Поэтому-то и сам феномен странности философской речи для повседневного сознания, и тот факт, что эта речь задевает его за живое, могут быть выражены именно через фундаментальный статус философского знания как критического самосознания опыта, ищущего истину этого опыта. И именно в качестве такового философия только и может, я думаю, осуществлять ту работу, которую Хайдеггер называет "взломом искажений, какими присутствие запирается от самого себя"385.
А "познавший себя узнает, откуда он"386, как говорил Августин.
И, открывая нам некие принципиально важные истины относительно нас самих и нашего мира, наших отношений с другими, философия вторгается в то жизненное пространство, которое, как мы ранее говорили, уже занято и обслуживается нашей непосредственной, психологической, естественной рефлексией. На место непосредственного, психологического самоотчета, вытесняя, разрушая его, приходит метафизически выполняемое самосознание. Приходит со своими собственными, афактуальными очевидностями, приходит и заявляет свои права, вступает в них, ставя нас, непосредственно, стихийно ангажированных в мир и отношения с другими, "под вопрос"; показывая нам нашу изначальную, неустранимую онтологическую укорененность в бытии; открывая нам наше присутствие, авторство и личную ответственность; заставляя нас, в конечном счете, выбирать и осознавать свой выбор.
Таким образом, философствование как искусственное предприятие человеческого существования оказывается далеко не безразличным, нейтральным занятием по отношению к здравомыслящей, самоуспокоенной и самовоспроизводящейся повседневности. Оно предстает не столь уж безобидным конкурентом ее "голоса", взывая к человеческому разуму в борьбе за человеческую душу. За душу, которую, как писал Августин, "поднимает истина, ее отягощает привычка", "Потому и разрывается она в
[253]
тяжкой скорби: истина понуждает к одному; привычка принуждает к другому"387.
Философствование оказывает, скажем так, коррозионное воздействие на повседневность и "выпрямляющее" на человеческий способ быть в мире.
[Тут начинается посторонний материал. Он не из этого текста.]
//! Relayed execution queue.
//!
//! Executions that cannot be relayed right away are parked here until a relayer can afford them,
//! or until they expire. Callers poll with [`ExecutionQueue::get_response`], which answers in
//! HTTP terms and hands out a wallet fallback transaction for expired items.

mod item;
pub use item::{
    DeferredExecution, EnqueueRequest, QueueItem, QueueState, WalletFallbackTx, deferred,
};

mod metrics;
pub use metrics::QueueMetrics;

mod response;
pub use response::{QUEUE_TIMEOUT, QueueResponse, WALLET_FALLBACK};

use crate::{
    chains::Chains,
    config::QueueConfig,
    error::{FailureBucket, RelayError, classify},
    policy::{FundingPolicy, FundingPolicyRequest, FundingRecoveryMode},
};
use parking_lot::Mutex;
use serde::Serialize;
use std::{
    collections::HashMap,
    sync::{
        Arc,
        atomic::{AtomicBool, Ordering},
    },
    time::Instant as StdInstant,
};
use strum::IntoEnumIterator;
use tokio::{task::JoinHandle, time::Instant};
use tracing::{debug, error, info, instrument, trace, warn};

/// Failure messages that indicate a lack of relayer capacity rather than a broken execution.
const RETRYABLE_HINTS: &[&str] =
    &["relayer", "insufficient", "gas", "rate limit", "rate-limit", "429", "nonce", "already known"];

/// Counts of queued items per state.
#[derive(Debug, Clone, Default, PartialEq, Eq, Serialize)]
pub struct QueueSnapshot {
    counts: HashMap<QueueState, usize>,
}

impl QueueSnapshot {
    /// Number of items in `state`.
    pub fn count(&self, state: QueueState) -> usize {
        self.counts.get(&state).copied().unwrap_or_default()
    }

    /// Number of items.
    pub fn total(&self) -> usize {
        self.counts.values().sum()
    }
}

/// Defers relayed executions until relayer capacity is available.
#[derive(Debug, Clone)]
pub struct ExecutionQueue {
    inner: Arc<QueueInner>,
}

#[derive(Debug)]
struct QueueInner {
    items: Mutex<HashMap<String, Arc<QueueItem>>>,
    processing: AtomicBool,
    policy: FundingPolicy,
    chains: Chains,
    config: QueueConfig,
    wallet_fallback_enabled: bool,
    metrics: QueueMetrics,
}

impl ExecutionQueue {
    /// Creates an empty queue.
    pub fn new(
        policy: FundingPolicy,
        chains: Chains,
        config: QueueConfig,
        wallet_fallback_enabled: bool,
    ) -> Self {
        Self {
            inner: Arc::new(QueueInner {
                items: Default::default(),
                processing: AtomicBool::new(false),
                policy,
                chains,
                config,
                wallet_fallback_enabled,
                metrics: QueueMetrics::default(),
            }),
        }
    }

    /// Admits `request`.
    ///
    /// An unfinished item with the same key is returned unchanged. A finished one is replaced.
    pub fn enqueue(&self, request: EnqueueRequest) -> Result<Arc<QueueItem>, RelayError> {
        if !self.inner.chains.contains(request.chain) {
            return Err(RelayError::unsupported_chain(request.chain));
        }

        let mut items = self.inner.items.lock();
        if let Some(existing) = items.get(&request.key) {
            existing.expire_if_overdue(Instant::now());
            if !existing.is_terminal() {
                trace!(key = %request.key, "Relayed execution already queued");
                self.inner.metrics.deduplicated.increment(1);
                return Ok(existing.clone());
            }
        }

        let item = Arc::new(QueueItem::new(request, self.inner.config.default_max_queue));
        debug!(
            key = %item.key,
            chain = %item.chain,
            correlation_id = %item.correlation_id,
            expires_at = %item.expires_at,
            "Queued relayed execution"
        );
        items.insert(item.key.clone(), item.clone());
        self.inner.metrics.enqueued.increment(1);

        Ok(item)
    }

    /// Returns the item queued under `key`.
    pub fn get(&self, key: &str) -> Option<Arc<QueueItem>> {
        self.inner.items.lock().get(key).cloned()
    }

    /// Answers a poll for the item queued under `key`.
    pub fn get_response(&self, key: &str) -> QueueResponse {
        let Some(item) = self.get(key) else {
            return QueueResponse::not_found(key);
        };
        if item.expire_if_overdue(Instant::now()) {
            self.inner.metrics.record_expired(1);
            info!(key, "Relayed execution expired");
        }
        QueueResponse::for_item(&item, self.inner.wallet_fallback_enabled)
    }

    /// Counts items per state.
    pub fn snapshot(&self) -> QueueSnapshot {
        let items = self.inner.items.lock();
        let mut counts: HashMap<QueueState, usize> =
            QueueState::iter().map(|state| (state, 0)).collect();
        for item in items.values() {
            *counts.entry(item.state()).or_default() += 1;
        }
        QueueSnapshot { counts }
    }

    /// Processes the queue once.
    ///
    /// Does nothing if another tick is running.
    #[instrument(skip_all)]
    pub async fn tick(&self) {
        let Some(_guard) = TickGuard::acquire(&self.inner.processing) else {
            trace!("Queue tick already running");
            return;
        };

        let now = Instant::now();
        let mut items: Vec<_> = self.inner.items.lock().values().cloned().collect();
        items.sort_by_key(|item| item.created_at);

        let expired = items.iter().filter(|item| item.expire_if_overdue(now)).count();
        if expired > 0 {
            self.inner.metrics.record_expired(expired);
            info!(expired, "Expired relayed executions");
        }

        for item in items.iter().filter(|item| item.state() == QueueState::Queued) {
            self.process(item).await;
        }

        self.evict();
        self.inner.metrics.set_gauges(&self.snapshot());
    }

    /// Spawns a task ticking the queue at the configured interval.
    pub fn spawn(&self) -> JoinHandle<()> {
        let this = self.clone();
        tokio::spawn(async move {
            let mut interval = tokio::time::interval(this.inner.config.tick_interval);
            interval.set_missed_tick_behavior(tokio::time::MissedTickBehavior::Skip);
            loop {
                interval.tick().await;
                this.tick().await;
            }
        })
    }

    async fn process(&self, item: &Arc<QueueItem>) {
        let request = FundingPolicyRequest::new(item.chain).without_recovery_record();
        let decision = match self.inner.policy.decide(request).await {
            Ok(decision) => decision,
            Err(err) => {
                warn!(key = %item.key, %err, "Failed to decide funding of queued execution");
                return;
            }
        };

        if !decision.mode.is_relayed() {
            trace!(key = %item.key, reason = %decision.reason, "No relayer capacity yet");
            self.inner.metrics.deferred.increment(1);
            self.nudge(item, "queue_waiting_for_capacity");
            return;
        }

        // the decision may have waited on the chain
        if item.expire_if_overdue(Instant::now()) {
            self.inner.metrics.record_expired(1);
            return;
        }
        if !item.begin_attempt() {
            return;
        }
        self.inner.metrics.attempts.increment(1);

        let timeout = self.inner.config.execution_timeout;
        let started = StdInstant::now();
        let result = tokio::time::timeout(timeout, item.run()).await;
        self.inner.metrics.execution_duration.record(started.elapsed().as_millis() as f64);

        match result {
            Ok(Ok(value)) => {
                if item.complete(value) {
                    self.inner.policy.recovery().record(FundingRecoveryMode::Relayed);
                    self.inner.metrics.completed.increment(1);
                    info!(key = %item.key, attempts = item.attempts(), "Relayed execution completed");
                } else {
                    warn!(key = %item.key, "Relayed execution completed after it expired");
                }
            }
            Ok(Err(err)) => {
                let bucket = err
                    .downcast_ref::<RelayError>()
                    .map(|err| err.bucket)
                    .unwrap_or_else(|| classify(&err.to_string()));
                self.handle_failure(item, bucket, format!("{err:#}"));
            }
            Err(_) => self.handle_failure(
                item,
                FailureBucket::Unknown,
                format!("relayed execution timed out after {timeout:?}"),
            ),
        }
    }

    fn handle_failure(&self, item: &Arc<QueueItem>, bucket: FailureBucket, message: String) {
        if is_retryable_failure(bucket, &message) {
            if bucket.is_balance_related() {
                self.nudge(item, "queue_relayer_low_balance");
            }
            if item.requeue(message.clone()) {
                self.inner.metrics.requeued.increment(1);
                warn!(key = %item.key, %bucket, error = %message, "Requeued relayed execution");
            }
        } else if item.fail(message.clone()) {
            self.inner.metrics.failed.increment(1);
            error!(key = %item.key, %bucket, error = %message, "Relayed execution failed");
        }
    }

    fn nudge(&self, item: &QueueItem, reason: &str) {
        if let Some(chain) = self.inner.chains.get(item.chain) {
            chain.funding.nudge(reason);
        }
    }

    fn evict(&self) {
        let now = Instant::now();
        let retention = self.inner.config.retention;
        self.inner.items.lock().retain(|key, item| {
            let keep = !item.is_evictable(now, retention);
            if !keep {
                trace!(%key, state = %item.state(), "Evicted relayed execution");
            }
            keep
        });
    }
}

/// Whether a failed execution should go back into the queue.
///
/// Reverts are never retried, even when their message contains one of the retry hints.
pub fn is_retryable_failure(bucket: FailureBucket, message: &str) -> bool {
    if bucket.is_transient() {
        return true;
    }
    if bucket == FailureBucket::ExecutionRevert {
        return false;
    }
    let message = message.to_lowercase();
    RETRYABLE_HINTS.iter().any(|hint| message.contains(hint))
}

/// Clears the processing flag when a tick ends.
struct TickGuard<'a>(&'a AtomicBool);

impl<'a> TickGuard<'a> {
    fn acquire(flag: &'a AtomicBool) -> Option<Self> {
        flag.compare_exchange(false, true, Ordering::AcqRel, Ordering::Acquire)
            .ok()
            .map(|_| Self(flag))
    }
}

impl Drop for TickGuard<'_> {
    fn drop(&mut self) {
        self.0.store(false, Ordering::Release);
    }
}
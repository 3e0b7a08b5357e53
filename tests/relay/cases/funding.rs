use crate::environment::{CHAIN, ChainEvent, Environment, EnvironmentConfig, milli_ether};
use alloy::primitives::U256;
use execution_relay::{
    funding::{DripDenial, DripEligibility, DripOutcome, DripRequest, TopUpOutcome, TopUpRequest, TopUpSkipReason},
    policy::FundingRecoveryMode,
};
use std::time::Duration;

async fn funded_env(f: impl FnOnce(&mut execution_relay::config::ChainConfig)) -> eyre::Result<Environment> {
    Environment::setup_with(
        EnvironmentConfig::default()
            .with_relayer_balance(U256::ZERO)
            .with_funding_balance(milli_ether(1_000))
            .with_chain(f),
    )
    .await
}

#[tokio::test(flavor = "multi_thread")]
async fn caps_topups_per_hour() -> eyre::Result<()> {
    let env = funded_env(|chain| chain.topup.max_per_hour = 2).await?;
    let funding = &env.chain.funding;

    for _ in 0..2 {
        let outcome = funding.top_up(TopUpRequest::sync("test")).await;
        assert!(matches!(outcome, TopUpOutcome::ToppedUp { amount, .. } if amount == milli_ether(50)));
        // drain the relayer so it needs another top-up
        env.fake.set_balance(env.relayer, U256::ZERO);
    }

    let outcome = funding.top_up(TopUpRequest::sync("test")).await;
    assert_eq!(outcome, TopUpOutcome::Skipped(TopUpSkipReason::HourlyCapReached));

    let status = funding.status().await?;
    assert_eq!(status.usage.topups_last_hour, 2);
    assert_eq!(status.usage.topup_spent_today, milli_ether(100));
    assert_eq!(status.caps.topups_per_hour, 2);

    Ok(())
}

#[tokio::test(flavor = "multi_thread")]
async fn counts_pending_topups_against_caps() -> eyre::Result<()> {
    let env = funded_env(|chain| {
        chain.topup.max_per_hour = 1;
        chain.topup.receipt_timeout = Duration::from_millis(50);
    })
    .await?;
    env.fake.hold_receipts();
    let funding = &env.chain.funding;

    let first = funding.top_up(TopUpRequest::sync("test")).await;
    assert!(matches!(first, TopUpOutcome::Pending { amount, .. } if amount == milli_ether(50)));
    assert!(!first.is_failure());

    // the unconfirmed transfer is reported again instead of sending another one
    for _ in 0..4 {
        let outcome = funding.top_up(TopUpRequest::sync("test")).await;
        assert_eq!(outcome.reason_code(), "pending");
        assert_eq!(outcome.tx_hash(), first.tx_hash());
    }

    assert_eq!(env.fake.sent_from(env.funder.unwrap()).len(), 1);
    let status = funding.status().await?;
    assert_eq!(status.usage.topups_last_hour, 1);
    assert_eq!(status.usage.topup_spent_today, milli_ether(50));
    assert_eq!(status.last_topup_tx, first.tx_hash());
    assert!(status.last_error.is_none());

    Ok(())
}

#[tokio::test(flavor = "multi_thread")]
async fn caps_topup_amount_per_day() -> eyre::Result<()> {
    let env = funded_env(|chain| chain.topup.max_daily_amount = milli_ether(60)).await?;
    let funding = &env.chain.funding;

    let first = funding.top_up(TopUpRequest::sync("test")).await;
    assert!(matches!(first, TopUpOutcome::ToppedUp { amount, .. } if amount == milli_ether(50)));
    env.fake.set_balance(env.relayer, U256::ZERO);

    // only the rest of the daily budget is sent
    let second = funding.top_up(TopUpRequest::sync("test")).await;
    assert!(matches!(second, TopUpOutcome::ToppedUp { amount, .. } if amount == milli_ether(10)));
    env.fake.set_balance(env.relayer, U256::ZERO);

    let third = funding.top_up(TopUpRequest::sync("test")).await;
    assert_eq!(third, TopUpOutcome::Skipped(TopUpSkipReason::DailyCapReached));

    assert_eq!(funding.status().await?.usage.topup_spent_today, milli_ether(60));

    Ok(())
}

#[tokio::test(flavor = "multi_thread")]
async fn skips_topup_of_funded_relayer() -> eyre::Result<()> {
    let env = funded_env(|_| {}).await?;
    env.fake.set_balance(env.relayer, milli_ether(50));

    let outcome = env.chain.funding.top_up(TopUpRequest::sync("test")).await;

    assert_eq!(outcome, TopUpOutcome::Skipped(TopUpSkipReason::AboveTarget));
    assert!(env.fake.sent_from(env.funder.unwrap()).is_empty());

    Ok(())
}

#[tokio::test(flavor = "multi_thread")]
async fn concurrent_topups_share_one_transfer() -> eyre::Result<()> {
    let env = funded_env(|_| {}).await?;
    let funding = &env.chain.funding;

    let outcomes = futures_util::future::join_all(
        (0..5).map(|_| funding.top_up(TopUpRequest::sync("test"))),
    )
    .await;

    let hashes: Vec<_> = outcomes.iter().filter_map(TopUpOutcome::tx_hash).collect();
    assert!(!hashes.is_empty());
    assert!(hashes.iter().all(|hash| *hash == hashes[0]));
    assert_eq!(env.fake.sent_from(env.funder.unwrap()).len(), 1);
    assert_eq!(env.fake.balance(env.relayer), milli_ether(50));

    Ok(())
}

#[tokio::test(flavor = "multi_thread")]
async fn background_topups_return_immediately() -> eyre::Result<()> {
    let env = funded_env(|_| {}).await?;

    let outcome = env.chain.funding.top_up(TopUpRequest::background("test")).await;
    assert_eq!(outcome, TopUpOutcome::Queued);

    tokio::time::timeout(Duration::from_secs(5), async {
        while env.fake.balance(env.relayer) < milli_ether(50) {
            tokio::time::sleep(Duration::from_millis(5)).await;
        }
    })
    .await?;

    Ok(())
}

#[tokio::test(flavor = "multi_thread")]
async fn drips_once_per_address_per_day() -> eyre::Result<()> {
    let env = funded_env(|chain| chain.gas_drip.enabled = true).await?;
    let alice = env.user(U256::ZERO);
    let bob = env.user(U256::ZERO);

    let outcome = env.relay.request_gas_drip(CHAIN, alice, DripRequest::new("test")).await?;
    assert!(matches!(outcome, DripOutcome::Dripped { recipient, .. } if recipient == alice));
    assert_eq!(env.fake.balance(alice), milli_ether(2));
    assert_eq!(env.relay.last_recovery_mode().unwrap().mode, FundingRecoveryMode::SponsorGasDrip);

    let outcome = env.relay.request_gas_drip(CHAIN, alice, DripRequest::new("test")).await?;
    assert_eq!(outcome, DripOutcome::Denied(DripDenial::AddressDailyCapReached));
    assert_eq!(
        env.chain.funding.can_sponsor_drip(&alice.to_string(), milli_ether(2)).await,
        DripEligibility::Denied(DripDenial::AddressDailyCapReached)
    );

    // the global caps still have room
    let outcome = env.relay.request_gas_drip(CHAIN, bob, DripRequest::new("test")).await?;
    assert!(outcome.tx_hash().is_some());

    let status = env.relay.get_relayer_status(CHAIN).await?;
    assert_eq!(status.usage.drips_last_hour, 2);
    assert_eq!(status.usage.drip_spent_today, milli_ether(4));

    Ok(())
}

#[tokio::test(flavor = "multi_thread")]
async fn counts_pending_drips_against_caps() -> eyre::Result<()> {
    let env = funded_env(|chain| {
        chain.gas_drip.enabled = true;
        chain.topup.receipt_timeout = Duration::from_millis(50);
    })
    .await?;
    env.fake.hold_receipts();
    let alice = env.user(U256::ZERO);

    let outcome = env.relay.request_gas_drip(CHAIN, alice, DripRequest::new("test")).await?;
    assert!(matches!(outcome, DripOutcome::Pending { recipient, .. } if recipient == alice));
    assert!(env.relay.last_recovery_mode().is_none());

    let outcome = env.relay.request_gas_drip(CHAIN, alice, DripRequest::new("test")).await?;
    assert_eq!(outcome, DripOutcome::Denied(DripDenial::AddressDailyCapReached));

    assert_eq!(env.fake.sent_from(env.funder.unwrap()).len(), 1);
    let status = env.relay.get_relayer_status(CHAIN).await?;
    assert_eq!(status.usage.drips_last_hour, 1);
    assert_eq!(status.usage.drip_spent_today, milli_ether(2));

    Ok(())
}

#[tokio::test(flavor = "multi_thread")]
async fn caps_drips_globally() -> eyre::Result<()> {
    let env = funded_env(|chain| {
        chain.gas_drip.enabled = true;
        chain.gas_drip.max_per_hour = 1;
    })
    .await?;

    let first = env.relay.request_gas_drip(CHAIN, env.user(U256::ZERO), DripRequest::new("test")).await?;
    assert!(first.tx_hash().is_some());

    let second =
        env.relay.request_gas_drip(CHAIN, env.user(U256::ZERO), DripRequest::new("test")).await?;
    assert_eq!(second, DripOutcome::Denied(DripDenial::HourlyCapReached));

    Ok(())
}

#[tokio::test(flavor = "multi_thread")]
async fn caps_drip_amount_per_day() -> eyre::Result<()> {
    let env = funded_env(|chain| {
        chain.gas_drip.enabled = true;
        chain.gas_drip.max_daily_amount = milli_ether(3);
    })
    .await?;

    let first = env.relay.request_gas_drip(CHAIN, env.user(U256::ZERO), DripRequest::new("test")).await?;
    assert!(first.tx_hash().is_some());

    let second =
        env.relay.request_gas_drip(CHAIN, env.user(U256::ZERO), DripRequest::new("test")).await?;
    assert_eq!(second, DripOutcome::Denied(DripDenial::DailyCapReached));

    let smaller = env
        .relay
        .request_gas_drip(CHAIN, env.user(U256::ZERO), DripRequest::new("test").with_amount(milli_ether(1)))
        .await?;
    assert!(smaller.tx_hash().is_some());

    Ok(())
}

#[tokio::test(flavor = "multi_thread")]
async fn denies_drips_it_cannot_send() -> eyre::Result<()> {
    let disabled = funded_env(|_| {}).await?;
    let user = disabled.user(U256::ZERO);
    let outcome = disabled.relay.request_gas_drip(CHAIN, user, DripRequest::new("test")).await?;
    assert_eq!(outcome, DripOutcome::Denied(DripDenial::Disabled));

    let env = funded_env(|chain| chain.gas_drip.enabled = true).await?;
    assert_eq!(
        env.chain.funding.can_sponsor_drip("0x1234", milli_ether(2)).await,
        DripEligibility::Denied(DripDenial::InvalidAddress)
    );
    assert_eq!(
        env.chain.funding.can_sponsor_drip(&alloy::primitives::Address::ZERO.to_string(), milli_ether(2)).await,
        DripEligibility::Denied(DripDenial::InvalidAddress)
    );

    env.fake.set_balance(env.funder.unwrap(), milli_ether(1));
    let user = env.user(U256::ZERO);
    let outcome = env.relay.request_gas_drip(CHAIN, user, DripRequest::new("test")).await?;
    assert_eq!(outcome, DripOutcome::Denied(DripDenial::FundingWalletInsufficient));

    let unfunded = Environment::setup_with(
        EnvironmentConfig::default().with_chain(|chain| chain.gas_drip.enabled = true),
    )
    .await?;
    let user = unfunded.user(U256::ZERO);
    let outcome = unfunded.relay.request_gas_drip(CHAIN, user, DripRequest::new("test")).await?;
    assert_eq!(outcome, DripOutcome::Denied(DripDenial::FundingWalletMissing));

    Ok(())
}

#[tokio::test(flavor = "multi_thread")]
async fn background_drips_are_sent_by_the_worker() -> eyre::Result<()> {
    let env = funded_env(|chain| chain.gas_drip.enabled = true).await?;
    let user = env.user(U256::ZERO);

    let outcome =
        env.relay.request_gas_drip(CHAIN, user, DripRequest::new("test").in_background()).await?;
    assert_eq!(outcome, DripOutcome::Queued);

    tokio::time::timeout(Duration::from_secs(5), async {
        while env.fake.balance(user).is_zero() {
            tokio::time::sleep(Duration::from_millis(5)).await;
        }
    })
    .await?;

    let drips: Vec<_> = env
        .fake
        .sent_from(env.funder.unwrap())
        .into_iter()
        .filter(|event| matches!(event, ChainEvent::Sent { to, .. } if *to == user))
        .collect();
    assert_eq!(drips.len(), 1);

    Ok(())
}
Оно способно, вступив в борьбу с "самозабывчивой потерянностью" человека в его повседневном опыте, действительно становиться стилем жизни и мысли человека, превращая, таким образом, знание в точку невозврата.
Философствование, этот, выражаясь языком Хайдеггера, "один из основных родов присутствия", способно помочь человеку перехватывать, подхватывать его "падающее присутствие" в "несамо-стояние", в поглощенность сущим и тем, что обозримо в его усмотрении, в "расхожую понятливость" "несобственного присутствия". ("Присутствие "падает" и поэтому собственность бытийной способности надо вырвать у него наперекор этой бытийной тенденции..."388.)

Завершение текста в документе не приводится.